INFIDELITY AND THE PAST
Another reason for infidelity is unawareness. When a person belongs to a broken home or has lived through a rough childhood, as an adult, he tends to ignore the small things that are usually frustrating for normal people with an average threshold for pain and anger. All those little grievances build up, and might result in either the person who has truly fallen for you and chooses to overlook all this, or an end to the relationship, or our least favourite option, cheating.
While in most cases, a cheating partner is an absolute no-no for a further relationship, there are several people whose love and the idea of forgiveness compel them to overlook this mistake and continue with their relationship. Most of the times this forgiveness turns into life-long resentment towards the cheating partner, but sometimes, miraculously, couples do truly get back together emotionally, stronger than ever.

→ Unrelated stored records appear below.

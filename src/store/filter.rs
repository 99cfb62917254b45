use serde::Serialize;

use super::types::ChecklistStore;
use crate::checklist::{Checklist, ChecklistSummary, Question, QuestionType, StandardQuestion};

/// Field filter over stored checklists. Unset fields match everything.
#[derive(Debug, Clone, Default, PartialEq)]
pub struct ChecklistFilter {
    pub health_program: Option<String>,
    pub organizational_level: Option<String>,
    pub department: Option<String>,
}

impl ChecklistFilter {
    pub fn is_empty(&self) -> bool {
        self.health_program.is_none()
            && self.organizational_level.is_none()
            && self.department.is_none()
    }

    pub fn matches(&self, checklist: &Checklist) -> bool {
        fn field_matches(wanted: &Option<String>, actual: &str) -> bool {
            wanted.as_deref().map_or(true, |w| w == actual)
        }

        field_matches(&self.health_program, &checklist.health_program)
            && field_matches(&self.organizational_level, &checklist.organizational_level)
            && field_matches(&self.department, &checklist.department)
    }
}

/// Stored results of one department at one organizational level.
#[derive(Debug, Clone, PartialEq, Serialize)]
#[serde(rename_all = "camelCase")]
pub struct ResultsGrouping {
    pub department: String,
    pub organizational_level: String,
    pub sections: Vec<SectionResult>,
    /// Summary of the first checklist seen for this grouping.
    pub summary: ChecklistSummary,
}

#[derive(Debug, Clone, PartialEq, Serialize)]
#[serde(rename_all = "camelCase")]
pub struct SectionResult {
    pub section_id: String,
    pub section_title: String,
    pub score: f64,
    pub max_score: f64,
    pub percentage: f64,
    pub question_results: Vec<QuestionResult>,
}

#[derive(Debug, Clone, PartialEq, Serialize)]
#[serde(rename_all = "camelCase")]
pub struct QuestionResult {
    pub question_id: String,
    pub question_title: String,
    pub score: f64,
    pub max_score: f64,
    #[serde(rename = "type")]
    pub question_type: QuestionType,
    #[serde(skip_serializing_if = "Vec::is_empty")]
    pub sub_question_results: Vec<QuestionResult>,
}

impl QuestionResult {
    fn from_question(question: &Question) -> Self {
        match question {
            Question::Standard(q) => Self::from_standard(q),
            Question::DataControl(q) => Self {
                question_id: q.id.clone(),
                question_title: q.title.clone(),
                score: q.score,
                max_score: q.max_score,
                question_type: QuestionType::DataControl,
                sub_question_results: Vec::new(),
            },
        }
    }

    fn from_standard(question: &StandardQuestion) -> Self {
        Self {
            question_id: question.id.clone(),
            question_title: question.title.clone(),
            score: question.score,
            max_score: question.max_score,
            question_type: QuestionType::Standard,
            sub_question_results: question
                .sub_questions
                .iter()
                .map(Self::from_standard)
                .collect(),
        }
    }
}

/// Group the filtered checklists by (department, organizational level),
/// in order of first appearance. Sections of every checklist in a group are
/// concatenated.
pub fn group_results(store: &ChecklistStore, filter: &ChecklistFilter) -> Vec<ResultsGrouping> {
    let mut groupings: Vec<ResultsGrouping> = Vec::new();

    for checklist in store.filtered(filter) {
        let index = match groupings.iter().position(|g| {
            g.department == checklist.department
                && g.organizational_level == checklist.organizational_level
        }) {
            Some(i) => i,
            None => {
                groupings.push(ResultsGrouping {
                    department: checklist.department.clone(),
                    organizational_level: checklist.organizational_level.clone(),
                    sections: Vec::new(),
                    summary: ChecklistSummary::from_checklist(checklist),
                });
                groupings.len() - 1
            }
        };

        groupings[index]
            .sections
            .extend(checklist.sections.iter().map(|section| SectionResult {
                section_id: section.id.clone(),
                section_title: section.title.clone(),
                score: section.score,
                max_score: section.max_score,
                percentage: if section.max_score > 0.0 {
                    section.score / section.max_score * 100.0
                } else {
                    0.0
                },
                question_results: section
                    .questions
                    .iter()
                    .map(QuestionResult::from_question)
                    .collect(),
            }));
    }

    groupings
}

/// Mean completion percentage across groupings, rounded to a whole number.
pub fn average_completion(groupings: &[ResultsGrouping]) -> f64 {
    if groupings.is_empty() {
        return 0.0;
    }
    let total: f64 = groupings
        .iter()
        .map(|g| g.summary.completion_percentage)
        .sum();
    (total / groupings.len() as f64 + 0.5).floor()
}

FIGHTING FOR YOUR RELATIONSHIP
Relationships, I believe, are a funny deal. Each is unique in its own way and yet, we find a sort of similarity in each one. Maybe its the blinding passion, or the implicit trust or just plain love. Although, it is difficult to have a relationship without bumps and bruises, the very essence of a relationship is the struggle to sustain it. A relationship is full of sacrifices, compromises, adjustments and all the other words that are synonymous. Cheating and lying will only get you so far, till a point where you to let that person go. As someone once quoted, “Cheating and lying aren’t struggles, they’re reasons to break up.”